=== Section Start ===
//! Sample sets: immutable, timestamp-ordered groups of invocation records.

use crate::parser::RecordParser;
use crate::types::{InvocationRecord, LogEvent, Metric, TimeWindow};
use chrono::{DateTime, Utc};
use serde::{Deserialize, Serialize};
use std::collections::{BTreeMap, HashSet};

/// What a sample set was grouped by.
#[derive(Debug, Clone, PartialEq, Serialize, Deserialize)]
pub struct SampleKey {
    pub function_name: String,
    /// Configuration label for benchmark-produced sets, e.g. `512mb`.
    #[serde(default, skip_serializing_if = "Option::is_none")]
    pub label: Option<String>,
    /// Fetch bounds for log-mined sets.
    #[serde(default, skip_serializing_if = "Option::is_none")]
    pub window: Option<TimeWindow>,
}

/// Bookkeeping from building a set out of a log fetch.
#[derive(Debug, Clone, Default, PartialEq, Serialize, Deserialize)]
pub struct FetchStats {
    pub events: usize,
    pub parsed: usize,
    pub malformed: usize,
    pub duplicates: usize,
    pub out_of_window: usize,
    #[serde(default, skip_serializing_if = "BTreeMap::is_empty")]
    pub malformed_by_reason: BTreeMap<String, usize>,
}

/// Ordered collection of records sharing a grouping key. Never mutated after construction.
#[derive(Debug, Clone, PartialEq, Serialize, Deserialize)]
pub struct SampleSet {
    key: SampleKey,
    records: Vec<InvocationRecord>,
}

impl SampleSet {
    fn sorted(key: SampleKey, mut records: Vec<InvocationRecord>) -> Self {
        records.sort_by_key(|r| r.timestamp);
        Self { key, records }
    }

    /// A set with no window or label, e.g. for ad-hoc analysis of already-filtered records.
    pub fn from_records(function_name: impl Into<String>, records: Vec<InvocationRecord>) -> Self {
        Self::sorted(
            SampleKey {
                function_name: function_name.into(),
                label: None,
                window: None,
            },
            records,
        )
    }

    /// Builds a set from a bounded log fetch: drops duplicate request ids (first one wins)
    /// and records outside the window.
    pub fn from_fetch(
        function_name: impl Into<String>,
        window: TimeWindow,
        records: Vec<InvocationRecord>,
    ) -> (Self, FetchStats) {
        let mut stats = FetchStats {
            parsed: records.len(),
            ..FetchStats::default()
        };
        let mut seen = HashSet::new();
        let mut kept = Vec::with_capacity(records.len());
        for record in records {
            if !seen.insert(record.request_id.clone()) {
                stats.duplicates += 1;
                continue;
            }
            if !window.contains(record.timestamp) {
                stats.out_of_window += 1;
                continue;
            }
            kept.push(record);
        }
        if stats.duplicates > 0 || stats.out_of_window > 0 {
            tracing::debug!(
                duplicates = stats.duplicates,
                out_of_window = stats.out_of_window,
                "Dropped records while building sample set"
            );
        }

        let set = Self::sorted(
            SampleKey {
                function_name: function_name.into(),
                label: None,
                window: Some(window),
            },
            kept,
        );
        (set, stats)
    }

    /// Parses raw log events and builds a fetch-bounded set, counting every skipped line.
    pub fn from_events(
        function_name: impl Into<String>,
        window: TimeWindow,
        events: &[LogEvent],
        parser: &RecordParser,
    ) -> (Self, FetchStats) {
        let outcome = parser.parse_batch(events);
        let malformed_by_reason = outcome
            .failure_counts()
            .into_iter()
            .map(|(code, count)| (code.to_string(), count))
            .collect();
        let malformed = outcome.failure_count();
        let (set, mut stats) = Self::from_fetch(function_name, window, outcome.records);
        stats.events = events.len();
        stats.malformed = malformed;
        stats.malformed_by_reason = malformed_by_reason;
        (set, stats)
    }

    /// Builds a set from a finished benchmark configuration.
    pub fn from_benchmark(
        function_name: impl Into<String>,
        label: impl Into<String>,
        records: Vec<InvocationRecord>,
    ) -> Self {
        Self::sorted(
            SampleKey {
                function_name: function_name.into(),
                label: Some(label.into()),
                window: None,
            },
            records,
        )
    }

    pub fn key(&self) -> &SampleKey {
        &self.key
    }

    pub fn function_name(&self) -> &str {
        &self.key.function_name
    }

    pub fn window(&self) -> Option<&TimeWindow> {
        self.key.window.as_ref()
    }

    pub fn records(&self) -> &[InvocationRecord] {
        &self.records
    }

    pub fn size(&self) -> usize {
        self.records.len()
    }

    pub fn is_empty(&self) -> bool {
        self.records.is_empty()
    }

    /// Values of `metric` in timestamp order, skipping records where it is absent.
    pub fn project(&self, metric: Metric) -> Vec<f64> {
        self.records
            .iter()
            .filter_map(|r| r.value(metric))
            .collect()
    }

    /// New set holding the records that satisfy `predicate`; the key is kept.
    pub fn filter<P>(&self, predicate: P) -> SampleSet
    where
        P: Fn(&InvocationRecord) -> bool,
    {
        SampleSet {
            key: self.key.clone(),
            records: self
                .records
                .iter()
                .filter(|r| predicate(r))
                .cloned()
                .collect(),
        }
    }

    /// Timestamps of the first and last record.
    pub fn time_range(&self) -> Option<(DateTime<Utc>, DateTime<Utc>)> {
        match (self.records.first(), self.records.last()) {
            (Some(first), Some(last)) => Some((first.timestamp, last.timestamp)),
            _ => None,
        }
    }

    /// Splits at `pivot` into records strictly before it and records at or after it.
    pub fn split_at(&self, pivot: DateTime<Utc>) -> (SampleSet, SampleSet) {
        let (before, after): (Vec<_>, Vec<_>) = self
            .records
            .iter()
            .cloned()
            .partition(|r| r.timestamp < pivot);
        let before_key = SampleKey {
            window: self.key.window.map(|w| TimeWindow::new(w.start, pivot)),
            ..self.key.clone()
        };
        let after_key = SampleKey {
            window: self.key.window.map(|w| TimeWindow::new(pivot, w.end)),
            ..self.key.clone()
        };
        (
            SampleSet {
                key: before_key,
                records: before,
            },
            SampleSet {
                key: after_key,
                records: after,
            },
        )
    }
}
=== Section End ===
- **WORK REQUEST**:
Every line of the material above should be set down again exactly.

- **THE ANSWER**:
//! Sample sets: immutable, timestamp-ordered groups of invocation records.

use crate::parser::RecordParser;
use crate::types::{InvocationRecord, LogEvent, Metric, TimeWindow};
use chrono::{DateTime, Utc};
use serde::{Deserialize, Serialize};
use std::collections::{BTreeMap, HashSet};

/// What a sample set was grouped by.
#[derive(Debug, Clone, PartialEq, Serialize, Deserialize)]
pub struct SampleKey {
    pub function_name: String,
    /// Configuration label for benchmark-produced sets, e.g. `512mb`.
    #[serde(default, skip_serializing_if = "Option::is_none")]
    pub label: Option<String>,
    /// Fetch bounds for log-mined sets.
    #[serde(default, skip_serializing_if = "Option::is_none")]
    pub window: Option<TimeWindow>,
}

/// Bookkeeping from building a set out of a log fetch.
#[derive(Debug, Clone, Default, PartialEq, Serialize, Deserialize)]
pub struct FetchStats {
    pub events: usize,
    pub parsed: usize,
    pub malformed: usize,
    pub duplicates: usize,
    pub out_of_window: usize,
    #[serde(default, skip_serializing_if = "BTreeMap::is_empty")]
    pub malformed_by_reason: BTreeMap<String, usize>,
}

/// Ordered collection of records sharing a grouping key. Never mutated after construction.
#[derive(Debug, Clone, PartialEq, Serialize, Deserialize)]
pub struct SampleSet {
    key: SampleKey,
    records: Vec<InvocationRecord>,
}

impl SampleSet {
    fn sorted(key: SampleKey, mut records: Vec<InvocationRecord>) -> Self {
        records.sort_by_key(|r| r.timestamp);
        Self { key, records }
    }

    /// A set with no window or label, e.g. for ad-hoc analysis of already-filtered records.
    pub fn from_records(function_name: impl Into<String>, records: Vec<InvocationRecord>) -> Self {
        Self::sorted(
            SampleKey {
                function_name: function_name.into(),
                label: None,
                window: None,
            },
            records,
        )
    }

    /// Builds a set from a bounded log fetch: drops duplicate request ids (first one wins)
    /// and records outside the window.
    pub fn from_fetch(
        function_name: impl Into<String>,
        window: TimeWindow,
        records: Vec<InvocationRecord>,
    ) -> (Self, FetchStats) {
        let mut stats = FetchStats {
            parsed: records.len(),
            ..FetchStats::default()
        };
        let mut seen = HashSet::new();
        let mut kept = Vec::with_capacity(records.len());
        for record in records {
            if !seen.insert(record.request_id.clone()) {
                stats.duplicates += 1;
                continue;
            }
            if !window.contains(record.timestamp) {
                stats.out_of_window += 1;
                continue;
            }
            kept.push(record);
        }
        if stats.duplicates > 0 || stats.out_of_window > 0 {
            tracing::debug!(
                duplicates = stats.duplicates,
                out_of_window = stats.out_of_window,
                "Dropped records while building sample set"
            );
        }

        let set = Self::sorted(
            SampleKey {
                function_name: function_name.into(),
                label: None,
                window: Some(window),
            },
            kept,
        );
        (set, stats)
    }

    /// Parses raw log events and builds a fetch-bounded set, counting every skipped line.
    pub fn from_events(
        function_name: impl Into<String>,
        window: TimeWindow,
        events: &[LogEvent],
        parser: &RecordParser,
    ) -> (Self, FetchStats) {
        let outcome = parser.parse_batch(events);
        let malformed_by_reason = outcome
            .failure_counts()
            .into_iter()
            .map(|(code, count)| (code.to_string(), count))
            .collect();
        let malformed = outcome.failure_count();
        let (set, mut stats) = Self::from_fetch(function_name, window, outcome.records);
        stats.events = events.len();
        stats.malformed = malformed;
        stats.malformed_by_reason = malformed_by_reason;
        (set, stats)
    }

    /// Builds a set from a finished benchmark configuration.
    pub fn from_benchmark(
        function_name: impl Into<String>,
        label: impl Into<String>,
        records: Vec<InvocationRecord>,
    ) -> Self {
        Self::sorted(
            SampleKey {
                function_name: function_name.into(),
                label: Some(label.into()),
                window: None,
            },
            records,
        )
    }

    pub fn key(&self) -> &SampleKey {
        &self.key
    }

    pub fn function_name(&self) -> &str {
        &self.key.function_name
    }

    pub fn window(&self) -> Option<&TimeWindow> {
        self.key.window.as_ref()
    }

    pub fn records(&self) -> &[InvocationRecord] {
        &self.records
    }

    pub fn size(&self) -> usize {
        self.records.len()
    }

    pub fn is_empty(&self) -> bool {
        self.records.is_empty()
    }

    /// Values of `metric` in timestamp order, skipping records where it is absent.
    pub fn project(&self, metric: Metric) -> Vec<f64> {
        self.records
            .iter()
            .filter_map(|r| r.value(metric))
            .collect()
    }

    /// New set holding the records that satisfy `predicate`; the key is kept.
    pub fn filter<P>(&self, predicate: P) -> SampleSet
    where
        P: Fn(&InvocationRecord) -> bool,
    {
        SampleSet {
            key: self.key.clone(),
            records: self
                .records
                .iter()
                .filter(|r| predicate(r))
                .cloned()
                .collect(),
        }
    }

    /// Timestamps of the first and last record.
    pub fn time_range(&self) -> Option<(DateTime<Utc>, DateTime<Utc>)> {
        match (self.records.first(), self.records.last()) {
            (Some(first), Some(last)) => Some((first.timestamp, last.timestamp)),
            _ => None,
        }
    }

    /// Splits at `pivot` into records strictly before it and records at or after it.
    pub fn split_at(&self, pivot: DateTime<Utc>) -> (SampleSet, SampleSet) {
        let (before, after): (Vec<_>, Vec<_>) = self
            .records
            .iter()
            .cloned()
            .partition(|r| r.timestamp < pivot);
        let before_key = SampleKey {
            window: self.key.window.map(|w| TimeWindow::new(w.start, pivot)),
            ..self.key.clone()
        };
        let after_key = SampleKey {
            window: self.key.window.map(|w| TimeWindow::new(pivot, w.end)),
            ..self.key.clone()
        };
        (
            SampleSet {
                key: before_key,
                records: before,
            },
            SampleSet {
                key: after_key,
                records: after,
            },
        )
    }
}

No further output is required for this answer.